(Stored data)
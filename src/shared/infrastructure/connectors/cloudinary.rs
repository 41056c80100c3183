use crate::shared::infrastructure::connectors::{ConnectionError, Connector};
use async_trait::async_trait;
use std::fmt;

#[derive(Debug, Clone, Default)]
pub struct MediaHostSettings {
    pub cloud_name: Option<String>,
    pub api_key: Option<String>,
    pub api_secret: Option<String>,
}

/// Credentials of a configured Cloudinary account.
#[derive(Clone, PartialEq, Eq)]
pub struct CloudinaryAccount {
    pub cloud_name: String,
    pub api_key: String,
    pub api_secret: String,
}

impl fmt::Debug for CloudinaryAccount {
    fn fmt(&self, f: &mut fmt::Formatter<'_>) -> fmt::Result {
        f.debug_struct("CloudinaryAccount")
            .field("cloud_name", &self.cloud_name)
            .field("api_key", &self.api_key)
            .field("api_secret", &"<redacted>")
            .finish()
    }
}

/// Configures the media host account. Nothing goes over the network here: the
/// account is usable as soon as its credentials are complete.
pub struct CloudinaryConnector {
    settings: MediaHostSettings,
}

impl CloudinaryConnector {
    pub fn new(settings: MediaHostSettings) -> Self {
        Self { settings }
    }
}

fn required(value: &Option<String>, name: &'static str) -> Result<String, ConnectionError> {
    value
        .as_deref()
        .map(str::trim)
        .filter(|v| !v.is_empty())
        .map(str::to_string)
        .ok_or(ConnectionError::MissingSetting(name))
}

#[async_trait]
impl Connector for CloudinaryConnector {
    type Handle = CloudinaryAccount;

    async fn connect(&self) -> Result<CloudinaryAccount, ConnectionError> {
        let cloud_name = required(&self.settings.cloud_name, "CLOUDINARY_NAME")?;
        if !cloud_name
            .chars()
            .all(|c| c.is_ascii_alphanumeric() || c == '-' || c == '_')
        {
            return Err(ConnectionError::InvalidSetting {
                name: "CLOUDINARY_NAME",
                reason: format!("{cloud_name:?} contains characters outside [A-Za-z0-9_-]"),
            });
        }

        Ok(CloudinaryAccount {
            cloud_name,
            api_key: required(&self.settings.api_key, "CLOUDINARY_API_KEY")?,
            api_secret: required(&self.settings.api_secret, "CLOUDINARY_SECRET_KEY")?,
        })
    }
}
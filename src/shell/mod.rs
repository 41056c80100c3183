// Composition root for the appointment booking backend.
//
// Responsibilities
// - Read config from environment.
// - Connect the database and the media host through their connectors.
// - Compose CORS, body limits, static assets, route groups and liveness into one router.
// - Bind the listener and serve until shutdown.

pub mod bootstrap;
pub mod config;
pub mod http;
pub mod route_groups;
pub mod state;
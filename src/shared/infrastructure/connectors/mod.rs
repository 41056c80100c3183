use async_trait::async_trait;
use std::sync::Arc;
use thiserror::Error;

#[derive(Debug, Error)]
pub enum ConnectionError {
    #[error("missing setting {0}")]
    MissingSetting(&'static str),

    #[error("invalid setting {name}: {reason}")]
    InvalidSetting { name: &'static str, reason: String },

    #[error("backend unreachable: {0}")]
    Unreachable(String),
}

/// Capability to open a connection to an external backend.
///
/// The bootstrap only ever talks to backends through this trait, so tests can
/// swap a real backend for one that fails deterministically.
#[async_trait]
pub trait Connector: Send + Sync {
    type Handle: Send + Sync + 'static;

    async fn connect(&self) -> Result<Self::Handle, ConnectionError>;
}

#[async_trait]
impl<T> Connector for Arc<T>
where
    T: Connector,
{
    type Handle = T::Handle;

    async fn connect(&self) -> Result<Self::Handle, ConnectionError> {
        (**self).connect().await
    }
}

pub mod cloudinary;
pub mod in_memory;
pub mod mongo;
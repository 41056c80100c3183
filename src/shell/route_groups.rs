// Route groups mounted by the bootstrap.
//
// Each group is owned by an external collaborator that hands over a Router;
// the bootstrap only decides where it is mounted. A group nobody supplied is
// still mounted, answering 501 so the prefix never falls through to another
// handler.

use axum::{Json, Router, http::StatusCode, response::IntoResponse};
use serde::Serialize;
use std::collections::HashMap;

#[derive(Debug, Clone, Copy, PartialEq, Eq, Hash)]
pub enum RouteGroup {
    User,
    Admin,
    Doctors,
    Appointments,
    Payment,
}

impl RouteGroup {
    /// Mount order.
    pub const ALL: [RouteGroup; 5] = [
        RouteGroup::User,
        RouteGroup::Admin,
        RouteGroup::Doctors,
        RouteGroup::Appointments,
        RouteGroup::Payment,
    ];

    pub fn prefix(self) -> &'static str {
        match self {
            RouteGroup::User => "/api/user",
            RouteGroup::Admin => "/api/admin",
            RouteGroup::Doctors => "/api/doctors",
            RouteGroup::Appointments => "/api/appointments",
            RouteGroup::Payment => "/api/payment",
        }
    }

    pub fn name(self) -> &'static str {
        match self {
            RouteGroup::User => "user",
            RouteGroup::Admin => "admin",
            RouteGroup::Doctors => "doctors",
            RouteGroup::Appointments => "appointments",
            RouteGroup::Payment => "payment",
        }
    }
}

#[derive(Serialize)]
pub struct UnwiredResponse {
    pub success: bool,
    pub message: String,
}

pub struct RouteGroups<S> {
    routers: HashMap<RouteGroup, Router<S>>,
}

impl<S> Default for RouteGroups<S>
where
    S: Clone + Send + Sync + 'static,
{
    fn default() -> Self {
        Self::new()
    }
}

impl<S> RouteGroups<S>
where
    S: Clone + Send + Sync + 'static,
{
    pub fn new() -> Self {
        Self {
            routers: HashMap::new(),
        }
    }

    pub fn with(mut self, group: RouteGroup, router: Router<S>) -> Self {
        self.routers.insert(group, router);
        self
    }

    pub fn is_wired(&self, group: RouteGroup) -> bool {
        self.routers.contains_key(&group)
    }

    /// Nests every group under its prefix.
    pub fn mount(mut self, mut app: Router<S>) -> Router<S> {
        for group in RouteGroup::ALL {
            let router = match self.routers.remove(&group) {
                Some(router) => router,
                None => {
                    tracing::warn!(group = group.name(), "route group not wired");
                    unwired(group)
                }
            };
            tracing::debug!(
                group = group.name(),
                prefix = group.prefix(),
                "mounting route group"
            );
            app = app.nest(group.prefix(), router);
        }
        app
    }
}

fn unwired<S>(group: RouteGroup) -> Router<S>
where
    S: Clone + Send + Sync + 'static,
{
    Router::new().fallback(move || async move {
        (
            StatusCode::NOT_IMPLEMENTED,
            Json(UnwiredResponse {
                success: false,
                message: format!("{} routes are not available", group.name()),
            }),
        )
            .into_response()
    })
}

- Brief: The answer must reproduce every record exactly.

- Finished task:
filename src/shared/infrastructure/connectors/cloudinary.rs
repository 41056c80100c3183
use crate::shared::infrastructure::connectors::{ConnectionError, Connector};
use async_trait::async_trait;
use std::fmt;

#[derive(Debug, Clone, Default)]
pub struct MediaHostSettings {
    pub cloud_name: Option<String>,
    pub api_key: Option<String>,
    pub api_secret: Option<String>,
}

/// Credentials of a configured Cloudinary account.
#[derive(Clone, PartialEq, Eq)]
pub struct CloudinaryAccount {
    pub cloud_name: String,
    pub api_key: String,
    pub api_secret: String,
}

impl fmt::Debug for CloudinaryAccount {
    fn fmt(&self, f: &mut fmt::Formatter<'_>) -> fmt::Result {
        f.debug_struct("CloudinaryAccount")
            .field("cloud_name", &self.cloud_name)
            .field("api_key", &self.api_key)
            .field("api_secret", &"<redacted>")
            .finish()
    }
}

/// Configures the media host account. Nothing goes over the network here: the
/// account is usable as soon as its credentials are complete.
pub struct CloudinaryConnector {
    settings: MediaHostSettings,
}

impl CloudinaryConnector {
    pub fn new(settings: MediaHostSettings) -> Self {
        Self { settings }
    }
}

fn required(value: &Option<String>, name: &'static str) -> Result<String, ConnectionError> {
    value
        .as_deref()
        .map(str::trim)
        .filter(|v| !v.is_empty())
        .map(str::to_string)
        .ok_or(ConnectionError::MissingSetting(name))
}

#[async_trait]
impl Connector for CloudinaryConnector {
    type Handle = CloudinaryAccount;

    async fn connect(&self) -> Result<CloudinaryAccount, ConnectionError> {
        let cloud_name = required(&self.settings.cloud_name, "CLOUDINARY_NAME")?;
        if !cloud_name
            .chars()
            .all(|c| c.is_ascii_alphanumeric() || c == '-' || c == '_')
        {
            return Err(ConnectionError::InvalidSetting {
                name: "CLOUDINARY_NAME",
                reason: format!("{cloud_name:?} contains characters outside [A-Za-z0-9_-]"),
            });
        }

        Ok(CloudinaryAccount {
            cloud_name,
            api_key: required(&self.settings.api_key, "CLOUDINARY_API_KEY")?,
            api_secret: required(&self.settings.api_secret, "CLOUDINARY_SECRET_KEY")?,
        })
    }
}
filename src/shell/mod.rs
repository 41056c80100c3183
// Composition root for the appointment booking backend.
//
// Responsibilities
// - Read config from environment.
// - Connect the database and the media host through their connectors.
// - Compose CORS, body limits, static assets, route groups and liveness into one router.
// - Bind the listener and serve until shutdown.

pub mod bootstrap;
pub mod config;
pub mod http;
pub mod route_groups;
pub mod state;
filename src/shared/infrastructure/connectors/mod.rs
repository 41056c80100c3183
use async_trait::async_trait;
use std::sync::Arc;
use thiserror::Error;

#[derive(Debug, Error)]
pub enum ConnectionError {
    #[error("missing setting {0}")]
    MissingSetting(&'static str),

    #[error("invalid setting {name}: {reason}")]
    InvalidSetting { name: &'static str, reason: String },

    #[error("backend unreachable: {0}")]
    Unreachable(String),
}

/// Capability to open a connection to an external backend.
///
/// The bootstrap only ever talks to backends through this trait, so tests can
/// swap a real backend for one that fails deterministically.
#[async_trait]
pub trait Connector: Send + Sync {
    type Handle: Send + Sync + 'static;

    async fn connect(&self) -> Result<Self::Handle, ConnectionError>;
}

#[async_trait]
impl<T> Connector for Arc<T>
where
    T: Connector,
{
    type Handle = T::Handle;

    async fn connect(&self) -> Result<Self::Handle, ConnectionError> {
        (**self).connect().await
    }
}

pub mod cloudinary;
pub mod in_memory;
pub mod mongo;
repository 41056c80100c3183
filename src/shell/route_groups.rs
// Route groups mounted by the bootstrap.
//
// Each group is owned by an external collaborator that hands over a Router;
// the bootstrap only decides where it is mounted. A group nobody supplied is
// still mounted, answering 501 so the prefix never falls through to another
// handler.

use axum::{Json, Router, http::StatusCode, response::IntoResponse};
use serde::Serialize;
use std::collections::HashMap;

#[derive(Debug, Clone, Copy, PartialEq, Eq, Hash)]
pub enum RouteGroup {
    User,
    Admin,
    Doctors,
    Appointments,
    Payment,
}

impl RouteGroup {
    /// Mount order.
    pub const ALL: [RouteGroup; 5] = [
        RouteGroup::User,
        RouteGroup::Admin,
        RouteGroup::Doctors,
        RouteGroup::Appointments,
        RouteGroup::Payment,
    ];

    pub fn prefix(self) -> &'static str {
        match self {
            RouteGroup::User => "/api/user",
            RouteGroup::Admin => "/api/admin",
            RouteGroup::Doctors => "/api/doctors",
            RouteGroup::Appointments => "/api/appointments",
            RouteGroup::Payment => "/api/payment",
        }
    }

    pub fn name(self) -> &'static str {
        match self {
            RouteGroup::User => "user",
            RouteGroup::Admin => "admin",
            RouteGroup::Doctors => "doctors",
            RouteGroup::Appointments => "appointments",
            RouteGroup::Payment => "payment",
        }
    }
}

#[derive(Serialize)]
pub struct UnwiredResponse {
    pub success: bool,
    pub message: String,
}

pub struct RouteGroups<S> {
    routers: HashMap<RouteGroup, Router<S>>,
}

impl<S> Default for RouteGroups<S>
where
    S: Clone + Send + Sync + 'static,
{
    fn default() -> Self {
        Self::new()
    }
}

impl<S> RouteGroups<S>
where
    S: Clone + Send + Sync + 'static,
{
    pub fn new() -> Self {
        Self {
            routers: HashMap::new(),
        }
    }

    pub fn with(mut self, group: RouteGroup, router: Router<S>) -> Self {
        self.routers.insert(group, router);
        self
    }

    pub fn is_wired(&self, group: RouteGroup) -> bool {
        self.routers.contains_key(&group)
    }

    /// Nests every group under its prefix.
    pub fn mount(mut self, mut app: Router<S>) -> Router<S> {
        for group in RouteGroup::ALL {
            let router = match self.routers.remove(&group) {
                Some(router) => router,
                None => {
                    tracing::warn!(group = group.name(), "route group not wired");
                    unwired(group)
                }
            };
            tracing::debug!(
                group = group.name(),
                prefix = group.prefix(),
                "mounting route group"
            );
            app = app.nest(group.prefix(), router);
        }
        app
    }
}

fn unwired<S>(group: RouteGroup) -> Router<S>
where
    S: Clone + Send + Sync + 'static,
{
    Router::new().fallback(move || async move {
        (
            StatusCode::NOT_IMPLEMENTED,
            Json(UnwiredResponse {
                success: false,
                message: format!("{} routes are not available", group.name()),
            }),
        )
            .into_response()
    })
}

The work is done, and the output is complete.